Information:
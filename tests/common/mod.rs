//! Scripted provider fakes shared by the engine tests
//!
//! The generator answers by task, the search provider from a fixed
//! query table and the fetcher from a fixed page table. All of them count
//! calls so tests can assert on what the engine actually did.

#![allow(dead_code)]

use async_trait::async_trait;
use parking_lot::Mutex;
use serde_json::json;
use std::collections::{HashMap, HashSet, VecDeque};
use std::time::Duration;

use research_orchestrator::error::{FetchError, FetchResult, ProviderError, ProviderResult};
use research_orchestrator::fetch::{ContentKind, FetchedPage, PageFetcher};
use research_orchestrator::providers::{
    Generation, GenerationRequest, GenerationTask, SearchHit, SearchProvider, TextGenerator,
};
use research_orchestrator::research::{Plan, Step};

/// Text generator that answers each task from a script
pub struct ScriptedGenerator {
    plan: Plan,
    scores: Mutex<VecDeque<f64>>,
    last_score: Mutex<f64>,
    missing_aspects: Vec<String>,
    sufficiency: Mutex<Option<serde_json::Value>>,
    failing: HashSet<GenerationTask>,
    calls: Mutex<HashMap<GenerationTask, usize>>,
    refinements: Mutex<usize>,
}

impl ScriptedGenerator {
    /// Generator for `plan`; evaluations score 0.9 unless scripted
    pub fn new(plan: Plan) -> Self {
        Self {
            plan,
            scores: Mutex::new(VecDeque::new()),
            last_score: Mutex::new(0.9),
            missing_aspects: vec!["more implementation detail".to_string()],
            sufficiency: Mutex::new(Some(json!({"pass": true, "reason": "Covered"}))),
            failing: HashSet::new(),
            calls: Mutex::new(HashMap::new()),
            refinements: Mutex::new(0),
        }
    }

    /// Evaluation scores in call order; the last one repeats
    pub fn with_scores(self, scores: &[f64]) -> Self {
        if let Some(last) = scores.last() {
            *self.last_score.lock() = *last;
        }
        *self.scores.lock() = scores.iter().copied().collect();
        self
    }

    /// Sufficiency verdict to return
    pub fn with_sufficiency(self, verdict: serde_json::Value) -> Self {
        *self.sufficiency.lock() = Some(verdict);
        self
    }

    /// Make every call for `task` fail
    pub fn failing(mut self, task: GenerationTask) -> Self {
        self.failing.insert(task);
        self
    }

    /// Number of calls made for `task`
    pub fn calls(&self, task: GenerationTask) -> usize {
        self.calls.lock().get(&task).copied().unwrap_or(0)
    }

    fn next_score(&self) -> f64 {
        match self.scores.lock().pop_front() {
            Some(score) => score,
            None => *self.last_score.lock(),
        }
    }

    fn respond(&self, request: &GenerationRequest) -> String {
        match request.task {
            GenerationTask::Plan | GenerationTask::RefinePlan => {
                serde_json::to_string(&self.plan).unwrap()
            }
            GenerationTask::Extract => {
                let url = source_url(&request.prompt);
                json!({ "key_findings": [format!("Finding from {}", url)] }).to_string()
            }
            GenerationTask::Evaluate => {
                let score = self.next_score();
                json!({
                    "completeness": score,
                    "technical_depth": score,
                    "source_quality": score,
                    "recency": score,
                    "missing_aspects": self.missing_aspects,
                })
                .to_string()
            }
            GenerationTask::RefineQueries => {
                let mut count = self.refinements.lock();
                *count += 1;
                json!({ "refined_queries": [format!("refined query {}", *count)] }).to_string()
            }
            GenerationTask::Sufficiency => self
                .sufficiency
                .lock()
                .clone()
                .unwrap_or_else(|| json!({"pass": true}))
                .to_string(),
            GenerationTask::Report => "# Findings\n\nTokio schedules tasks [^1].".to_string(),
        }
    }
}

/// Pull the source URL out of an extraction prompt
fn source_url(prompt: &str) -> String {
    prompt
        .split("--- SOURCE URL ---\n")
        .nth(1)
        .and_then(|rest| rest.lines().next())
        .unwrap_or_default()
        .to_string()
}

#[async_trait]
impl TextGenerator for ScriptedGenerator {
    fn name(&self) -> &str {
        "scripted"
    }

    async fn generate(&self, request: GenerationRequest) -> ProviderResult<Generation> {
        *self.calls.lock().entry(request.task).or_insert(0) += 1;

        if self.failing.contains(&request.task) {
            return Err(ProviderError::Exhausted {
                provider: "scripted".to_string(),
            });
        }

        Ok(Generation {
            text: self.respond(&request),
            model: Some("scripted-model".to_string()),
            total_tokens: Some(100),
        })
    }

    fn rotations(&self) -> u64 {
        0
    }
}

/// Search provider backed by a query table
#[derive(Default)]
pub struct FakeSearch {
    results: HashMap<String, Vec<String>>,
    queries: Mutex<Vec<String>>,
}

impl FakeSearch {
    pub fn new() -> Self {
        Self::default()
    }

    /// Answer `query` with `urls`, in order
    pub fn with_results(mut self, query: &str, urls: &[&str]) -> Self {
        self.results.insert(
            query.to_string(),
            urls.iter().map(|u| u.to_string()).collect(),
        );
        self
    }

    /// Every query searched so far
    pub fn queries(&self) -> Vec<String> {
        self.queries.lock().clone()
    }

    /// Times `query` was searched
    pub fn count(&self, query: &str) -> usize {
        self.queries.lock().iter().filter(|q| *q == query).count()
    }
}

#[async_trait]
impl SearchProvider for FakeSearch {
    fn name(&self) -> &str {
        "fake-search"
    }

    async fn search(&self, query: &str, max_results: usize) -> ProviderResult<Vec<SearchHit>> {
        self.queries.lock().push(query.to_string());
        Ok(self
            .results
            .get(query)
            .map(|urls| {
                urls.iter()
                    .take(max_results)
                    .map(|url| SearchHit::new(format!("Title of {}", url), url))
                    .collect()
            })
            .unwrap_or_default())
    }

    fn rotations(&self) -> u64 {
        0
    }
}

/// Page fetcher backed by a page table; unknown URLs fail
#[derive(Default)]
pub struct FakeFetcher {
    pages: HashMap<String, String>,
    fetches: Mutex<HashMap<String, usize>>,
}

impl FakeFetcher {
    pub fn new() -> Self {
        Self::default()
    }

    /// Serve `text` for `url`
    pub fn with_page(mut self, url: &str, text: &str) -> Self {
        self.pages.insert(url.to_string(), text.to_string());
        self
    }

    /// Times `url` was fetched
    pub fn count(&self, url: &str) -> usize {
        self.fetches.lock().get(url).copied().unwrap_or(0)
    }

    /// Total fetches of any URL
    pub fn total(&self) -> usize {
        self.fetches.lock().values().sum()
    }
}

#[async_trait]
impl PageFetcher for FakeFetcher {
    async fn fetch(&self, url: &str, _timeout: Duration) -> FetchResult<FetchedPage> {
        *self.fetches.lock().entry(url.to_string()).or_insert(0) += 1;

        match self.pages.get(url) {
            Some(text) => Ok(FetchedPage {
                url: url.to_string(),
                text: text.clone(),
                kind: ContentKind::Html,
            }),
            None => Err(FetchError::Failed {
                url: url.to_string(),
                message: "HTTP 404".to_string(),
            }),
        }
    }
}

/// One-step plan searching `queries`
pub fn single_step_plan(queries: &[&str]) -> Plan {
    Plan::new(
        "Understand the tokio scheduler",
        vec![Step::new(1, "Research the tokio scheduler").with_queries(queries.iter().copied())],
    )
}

Prompt: Each and every entry needs to be repeated exactly.

Exercise response:
filename tests/common/mod.rs
//! Scripted provider fakes shared by the engine tests
//!
//! The generator answers by task, the search provider from a fixed
//! query table and the fetcher from a fixed page table. All of them count
//! calls so tests can assert on what the engine actually did.

#![allow(dead_code)]

use async_trait::async_trait;
use parking_lot::Mutex;
use serde_json::json;
use std::collections::{HashMap, HashSet, VecDeque};
use std::time::Duration;

use research_orchestrator::error::{FetchError, FetchResult, ProviderError, ProviderResult};
use research_orchestrator::fetch::{ContentKind, FetchedPage, PageFetcher};
use research_orchestrator::providers::{
    Generation, GenerationRequest, GenerationTask, SearchHit, SearchProvider, TextGenerator,
};
use research_orchestrator::research::{Plan, Step};

/// Text generator that answers each task from a script
pub struct ScriptedGenerator {
    plan: Plan,
    scores: Mutex<VecDeque<f64>>,
    last_score: Mutex<f64>,
    missing_aspects: Vec<String>,
    sufficiency: Mutex<Option<serde_json::Value>>,
    failing: HashSet<GenerationTask>,
    calls: Mutex<HashMap<GenerationTask, usize>>,
    refinements: Mutex<usize>,
}

impl ScriptedGenerator {
    /// Generator for `plan`; evaluations score 0.9 unless scripted
    pub fn new(plan: Plan) -> Self {
        Self {
            plan,
            scores: Mutex::new(VecDeque::new()),
            last_score: Mutex::new(0.9),
            missing_aspects: vec!["more implementation detail".to_string()],
            sufficiency: Mutex::new(Some(json!({"pass": true, "reason": "Covered"}))),
            failing: HashSet::new(),
            calls: Mutex::new(HashMap::new()),
            refinements: Mutex::new(0),
        }
    }

    /// Evaluation scores in call order; the last one repeats
    pub fn with_scores(self, scores: &[f64]) -> Self {
        if let Some(last) = scores.last() {
            *self.last_score.lock() = *last;
        }
        *self.scores.lock() = scores.iter().copied().collect();
        self
    }

    /// Sufficiency verdict to return
    pub fn with_sufficiency(self, verdict: serde_json::Value) -> Self {
        *self.sufficiency.lock() = Some(verdict);
        self
    }

    /// Make every call for `task` fail
    pub fn failing(mut self, task: GenerationTask) -> Self {
        self.failing.insert(task);
        self
    }

    /// Number of calls made for `task`
    pub fn calls(&self, task: GenerationTask) -> usize {
        self.calls.lock().get(&task).copied().unwrap_or(0)
    }

    fn next_score(&self) -> f64 {
        match self.scores.lock().pop_front() {
            Some(score) => score,
            None => *self.last_score.lock(),
        }
    }

    fn respond(&self, request: &GenerationRequest) -> String {
        match request.task {
            GenerationTask::Plan | GenerationTask::RefinePlan => {
                serde_json::to_string(&self.plan).unwrap()
            }
            GenerationTask::Extract => {
                let url = source_url(&request.prompt);
                json!({ "key_findings": [format!("Finding from {}", url)] }).to_string()
            }
            GenerationTask::Evaluate => {
                let score = self.next_score();
                json!({
                    "completeness": score,
                    "technical_depth": score,
                    "source_quality": score,
                    "recency": score,
                    "missing_aspects": self.missing_aspects,
                })
                .to_string()
            }
            GenerationTask::RefineQueries => {
                let mut count = self.refinements.lock();
                *count += 1;
                json!({ "refined_queries": [format!("refined query {}", *count)] }).to_string()
            }
            GenerationTask::Sufficiency => self
                .sufficiency
                .lock()
                .clone()
                .unwrap_or_else(|| json!({"pass": true}))
                .to_string(),
            GenerationTask::Report => "# Findings\n\nTokio schedules tasks [^1].".to_string(),
        }
    }
}

/// Pull the source URL out of an extraction prompt
fn source_url(prompt: &str) -> String {
    prompt
        .split("--- SOURCE URL ---\n")
        .nth(1)
        .and_then(|rest| rest.lines().next())
        .unwrap_or_default()
        .to_string()
}

#[async_trait]
impl TextGenerator for ScriptedGenerator {
    fn name(&self) -> &str {
        "scripted"
    }

    async fn generate(&self, request: GenerationRequest) -> ProviderResult<Generation> {
        *self.calls.lock().entry(request.task).or_insert(0) += 1;

        if self.failing.contains(&request.task) {
            return Err(ProviderError::Exhausted {
                provider: "scripted".to_string(),
            });
        }

        Ok(Generation {
            text: self.respond(&request),
            model: Some("scripted-model".to_string()),
            total_tokens: Some(100),
        })
    }

    fn rotations(&self) -> u64 {
        0
    }
}

/// Search provider backed by a query table
#[derive(Default)]
pub struct FakeSearch {
    results: HashMap<String, Vec<String>>,
    queries: Mutex<Vec<String>>,
}

impl FakeSearch {
    pub fn new() -> Self {
        Self::default()
    }

    /// Answer `query` with `urls`, in order
    pub fn with_results(mut self, query: &str, urls: &[&str]) -> Self {
        self.results.insert(
            query.to_string(),
            urls.iter().map(|u| u.to_string()).collect(),
        );
        self
    }

    /// Every query searched so far
    pub fn queries(&self) -> Vec<String> {
        self.queries.lock().clone()
    }

    /// Times `query` was searched
    pub fn count(&self, query: &str) -> usize {
        self.queries.lock().iter().filter(|q| *q == query).count()
    }
}

#[async_trait]
impl SearchProvider for FakeSearch {
    fn name(&self) -> &str {
        "fake-search"
    }

    async fn search(&self, query: &str, max_results: usize) -> ProviderResult<Vec<SearchHit>> {
        self.queries.lock().push(query.to_string());
        Ok(self
            .results
            .get(query)
            .map(|urls| {
                urls.iter()
                    .take(max_results)
                    .map(|url| SearchHit::new(format!("Title of {}", url), url))
                    .collect()
            })
            .unwrap_or_default())
    }

    fn rotations(&self) -> u64 {
        0
    }
}

/// Page fetcher backed by a page table; unknown URLs fail
#[derive(Default)]
pub struct FakeFetcher {
    pages: HashMap<String, String>,
    fetches: Mutex<HashMap<String, usize>>,
}

impl FakeFetcher {
    pub fn new() -> Self {
        Self::default()
    }

    /// Serve `text` for `url`
    pub fn with_page(mut self, url: &str, text: &str) -> Self {
        self.pages.insert(url.to_string(), text.to_string());
        self
    }

    /// Times `url` was fetched
    pub fn count(&self, url: &str) -> usize {
        self.fetches.lock().get(url).copied().unwrap_or(0)
    }

    /// Total fetches of any URL
    pub fn total(&self) -> usize {
        self.fetches.lock().values().sum()
    }
}

#[async_trait]
impl PageFetcher for FakeFetcher {
    async fn fetch(&self, url: &str, _timeout: Duration) -> FetchResult<FetchedPage> {
        *self.fetches.lock().entry(url.to_string()).or_insert(0) += 1;

        match self.pages.get(url) {
            Some(text) => Ok(FetchedPage {
                url: url.to_string(),
                text: text.clone(),
                kind: ContentKind::Html,
            }),
            None => Err(FetchError::Failed {
                url: url.to_string(),
                message: "HTTP 404".to_string(),
            }),
        }
    }
}

/// One-step plan searching `queries`
pub fn single_step_plan(queries: &[&str]) -> Plan {
    Plan::new(
        "Understand the tokio scheduler",
        vec![Step::new(1, "Research the tokio scheduler").with_queries(queries.iter().copied())],
    )
}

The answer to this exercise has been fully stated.